Dr. Stephen Lockhart, the African American chief medical officer at Sutter Health, a non-profit healthcare network
Dr. Stephen Lockhart, the African American chief medical officer at Sutter Health, a non-profit healthcare network

Tanu Henry | California Black Media

The cost of unequal healthcare is measured in human life, says Dr. Stephen Lockhart, the African American chief medical officer at Sutter Health, a non-profit healthcare network with 24 hospitals located across Northern California.

Lockhart made this chilling observation while talking about the growing body of evidence that is confirming that more minorities and disadvantaged people are getting infected, being hospitalized and dying from COVID-19 than White, middle class and wealthier Americans.

“The COVID-19 pandemic has ripped a Band-Aid off of the structural inequities that exist within our society. We must address these disparities right away,” Lockhart explains, adding “We have a moral obligation to do so.”

Last month, Sutter Health’s Advancing Equity Team released a report in the journal Health Affairs, a publication that focuses on health policy. The study found that Black COVID-19 patients in California are 2.7 times more likely to be hospitalized than their Non-Hispanic, White counterparts. It also reported that they “tend to arrive at Sutter healthcare facilities sicker and with more severe symptoms.”

Based in Sacramento, Sutter Health serves more than 3 million people across 22 California counties.

Even when Blacks in California have health insurance, the study revealed that African Americans may not seek testing and care until their illnesses become emergencies — when the likelihood of dying is highest. The report focused its research on areas in Northern California — including neighborhoods with historical African American enclaves like Hunters Point Bay View in San Francisco and East Oakland in Alameda County.

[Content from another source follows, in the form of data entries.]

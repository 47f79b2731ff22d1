//! pywb-compatible HTTP backend: CDX queries for lookups, the replay endpoint for content.

use super::{Capture, Gateway, GatewayResult, ReplayContent};
use crate::error::{GatewayError, ProxyError};
use async_trait::async_trait;
use replay_proxy_common::{CollectionRef, Timestamp};
use reqwest::StatusCode;
use serde::Deserialize;
use tracing::debug;
use url::Url;

/// One NDJSON line of `output=json` CDX results.
#[derive(Debug, Deserialize)]
struct CdxLine {
    timestamp: String,
    url: String,
    #[serde(default)]
    mime: Option<String>,
    #[serde(default)]
    status: Option<String>,
}

pub struct RemoteGateway {
    client: reqwest::Client,
    base_url: String,
    collections: Vec<String>,
    aggregate_collection: String,
}

impl RemoteGateway {
    pub fn new(
        base_url: &str,
        collections: Vec<String>,
        aggregate_collection: &str,
    ) -> crate::Result<Self> {
        let parsed = Url::parse(base_url).map_err(|e| {
            ProxyError::Configuration(format!("Invalid gateway base_url {}: {}", base_url, e))
        })?;
        let mut base_url = parsed.to_string();
        if !base_url.ends_with('/') {
            base_url.push('/');
        }

        // Archived redirects are handed to the browser, not followed here.
        let client = reqwest::Client::builder()
            .redirect(reqwest::redirect::Policy::none())
            .build()
            .map_err(|e| ProxyError::Network(format!("Failed to build gateway client: {}", e)))?;

        Ok(Self {
            client,
            base_url,
            collections,
            aggregate_collection: aggregate_collection.to_string(),
        })
    }

    fn backend_collection<'a>(&'a self, collection: &'a CollectionRef) -> &'a str {
        match collection {
            CollectionRef::Named(name) => name,
            CollectionRef::All => &self.aggregate_collection,
        }
    }

    async fn cdx(
        &self,
        collection: &CollectionRef,
        url: &Url,
        extra: &[(&str, &str)],
    ) -> GatewayResult<Vec<Capture>> {
        let coll = self.backend_collection(collection);
        let mut endpoint = Url::parse(&format!("{}{}/cdx", self.base_url, coll))
            .map_err(|e| GatewayError::Protocol(e.to_string()))?;
        {
            let mut pairs = endpoint.query_pairs_mut();
            pairs.append_pair("url", url.as_str());
            pairs.append_pair("output", "json");
            for (name, value) in extra {
                pairs.append_pair(name, value);
            }
        }
        debug!("CDX query {}", endpoint);

        let response = self
            .client
            .get(endpoint)
            .send()
            .await
            .map_err(|e| GatewayError::Unavailable(e.to_string()))?;
        let status = response.status();
        if status == StatusCode::NOT_FOUND {
            return Ok(Vec::new());
        }
        check_status(status)?;
        let body = response
            .text()
            .await
            .map_err(|e| GatewayError::Unavailable(e.to_string()))?;

        body.lines()
            .filter(|line| !line.trim().is_empty())
            .map(|line| parse_cdx_line(coll, line))
            .collect()
    }
}

fn parse_cdx_line(collection: &str, line: &str) -> GatewayResult<Capture> {
    let cdx: CdxLine = serde_json::from_str(line)
        .map_err(|e| GatewayError::Protocol(format!("bad CDX line {:?}: {}", line, e)))?;
    let timestamp = Timestamp::parse(&cdx.timestamp)
        .map_err(|e| GatewayError::Protocol(e.to_string()))?;
    Ok(Capture {
        url: cdx.url,
        timestamp,
        collection: collection.to_string(),
        mime: cdx.mime.unwrap_or_else(|| "text/html".to_string()),
        status: cdx
            .status
            .and_then(|s| s.parse().ok())
            .unwrap_or(200),
    })
}

fn check_status(status: StatusCode) -> GatewayResult<()> {
    if status.is_server_error() {
        Err(GatewayError::Unavailable(format!("backend answered {}", status)))
    } else if !status.is_success() {
        Err(GatewayError::Protocol(format!("backend answered {}", status)))
    } else {
        Ok(())
    }
}

#[async_trait]
impl Gateway for RemoteGateway {
    async fn has_collection(&self, name: &str) -> GatewayResult<bool> {
        Ok(self.collections.iter().any(|c| c == name))
    }

    async fn collections(&self) -> GatewayResult<Vec<String>> {
        Ok(self.collections.clone())
    }

    async fn list_captures(
        &self,
        collection: &CollectionRef,
        url: &Url,
    ) -> GatewayResult<Vec<Capture>> {
        self.cdx(collection, url, &[]).await
    }

    async fn closest_capture(
        &self,
        collection: &CollectionRef,
        url: &Url,
        reference: &Timestamp,
    ) -> GatewayResult<Option<Timestamp>> {
        let captures = self
            .cdx(
                collection,
                url,
                &[
                    ("closest", reference.as_str()),
                    ("sort", "closest"),
                    ("limit", "1"),
                ],
            )
            .await?;
        Ok(captures.into_iter().next().map(|c| c.timestamp))
    }

    async fn render(
        &self,
        collection: &CollectionRef,
        timestamp: &Timestamp,
        url: &Url,
    ) -> GatewayResult<Option<ReplayContent>> {
        let coll = self.backend_collection(collection);
        let endpoint = format!("{}{}/{}/{}", self.base_url, coll, timestamp, url);
        debug!("Replay fetch {}", endpoint);

        let response = self
            .client
            .get(&endpoint)
            .send()
            .await
            .map_err(|e| GatewayError::Unavailable(e.to_string()))?;
        let status = response.status();
        if status == StatusCode::NOT_FOUND {
            return Ok(None);
        }
        if status.is_server_error() {
            return Err(GatewayError::Unavailable(format!("backend answered {}", status)));
        }

        let headers = response.headers();
        let content_type = headers
            .get(reqwest::header::CONTENT_TYPE)
            .and_then(|v| v.to_str().ok())
            .unwrap_or("application/octet-stream")
            .to_string();
        let served = headers
            .get("memento-datetime")
            .and_then(|v| v.to_str().ok())
            .and_then(|v| chrono::DateTime::parse_from_rfc2822(v).ok())
            .map(|dt| Timestamp::from_datetime(dt.with_timezone(&chrono::Utc)))
            .unwrap_or_else(|| timestamp.clone());
        let location = headers
            .get(reqwest::header::LOCATION)
            .and_then(|v| v.to_str().ok())
            .and_then(|v| live_location(url, v));

        let body = response
            .bytes()
            .await
            .map_err(|e| GatewayError::Unavailable(e.to_string()))?;

        Ok(Some(ReplayContent {
            status: status.as_u16(),
            content_type,
            body: body.to_vec(),
            timestamp: served,
            location,
        }))
    }
}

/// The live URL behind a replay-rewritten `Location` such as `/web/2014.../http://www.iana.org/`.
fn live_location(requested: &Url, location: &str) -> Option<String> {
    let embedded = ["/http://", "/https://"]
        .iter()
        .filter_map(|marker| location.find(marker))
        .min();
    match embedded {
        Some(at) => Some(location[at + 1..].to_string()),
        None => requested.join(location).ok().map(|u| u.to_string()),
    }
}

Lockhart and the researchers at Sutter say the study points to how socioeconomic variables can factor into the high rates of African American infection, hospitalizations and death. For example, African Americans tend to go farther away to seek care hospital through emergency rooms than to visit health care centers located closer to their homes. And because a large number of Blacks work in “essential” jobs, they may not be able to get excused from work to get testing when they first start to experience COVID-19 symptoms.

For the study, Sutter collected data from patients ages 18 or older who had visited or been treated at Sutter Health facilities. Then, using its electronic health record (EHR) system, Sutter scientists broke the study’s subjects into two groups – suspected cases and confirmed cases. The researchers also applied the data to its Health Equity Index, a metric Sutter Health has used in a similar study on Asthma, to come up with the findings of the COVID-19 report. The asthma study, much like this one, crystallizes the stubborn racial health gap that persists in California and around the country.

Across the United States, there have been a total of 1.7 confirmed million COVID-19 cases and over 100,000 deaths.

Black Americans represent nearly 13% of the total population. Yet, African Americans living in counties across the United States where the Black population ranges between 13% and 85%, account for more than half of all COVID-19 infections, and they make up almost 60% of deaths. Researchers at Johns Hopkins University, Georgetown University, the University of Mississippi, and Emory University released those numbers earlier this month.

So far, in California, there have been 110,583 confirmed cases and 4,213 deaths as of May 31. Blacks make up about 6 percent of the state population but account for more than 10 percent of all deaths. The majority of the deaths have been in Los Angeles County, where there have been 53,627 cases and 2,338 deaths. The Black death rate in Los Angeles county hovers around 12 percent.

“The real value of the study lies not in the disparities it reveals but in its utility to inform our work to develop solutions that will address the equity gaps we are seeing with programs such as community outreach and engagement in at-risk neighborhoods,” said Kristen M.J. Azar, a registered nurse, public health professional, lead author of the study and a research scientist at the Sutter Health Center for Health Systems Research.

According to Sutter, expanding health care coverage alone is not enough to close the health gaps in California between Blacks and Whites and between the people at the bottom and at the top of our economic spectrum.

Health care institutions, the organization’s leadership believes, would have to rely on “community-based outreach and access to culturally competent care within the African American community” to arrest the problem.

“Additional research is needed to understand where healthcare disparities exist, what drives them, and what targeted interventions work best to address them. Sutter remains committed to continued advancement and leadership in this field,” the organization said in a statement.

“This pandemic underscores the need to develop innovative solutions that are specifically tailored to address the unmet needs of those at highest risk,” Azar concluded.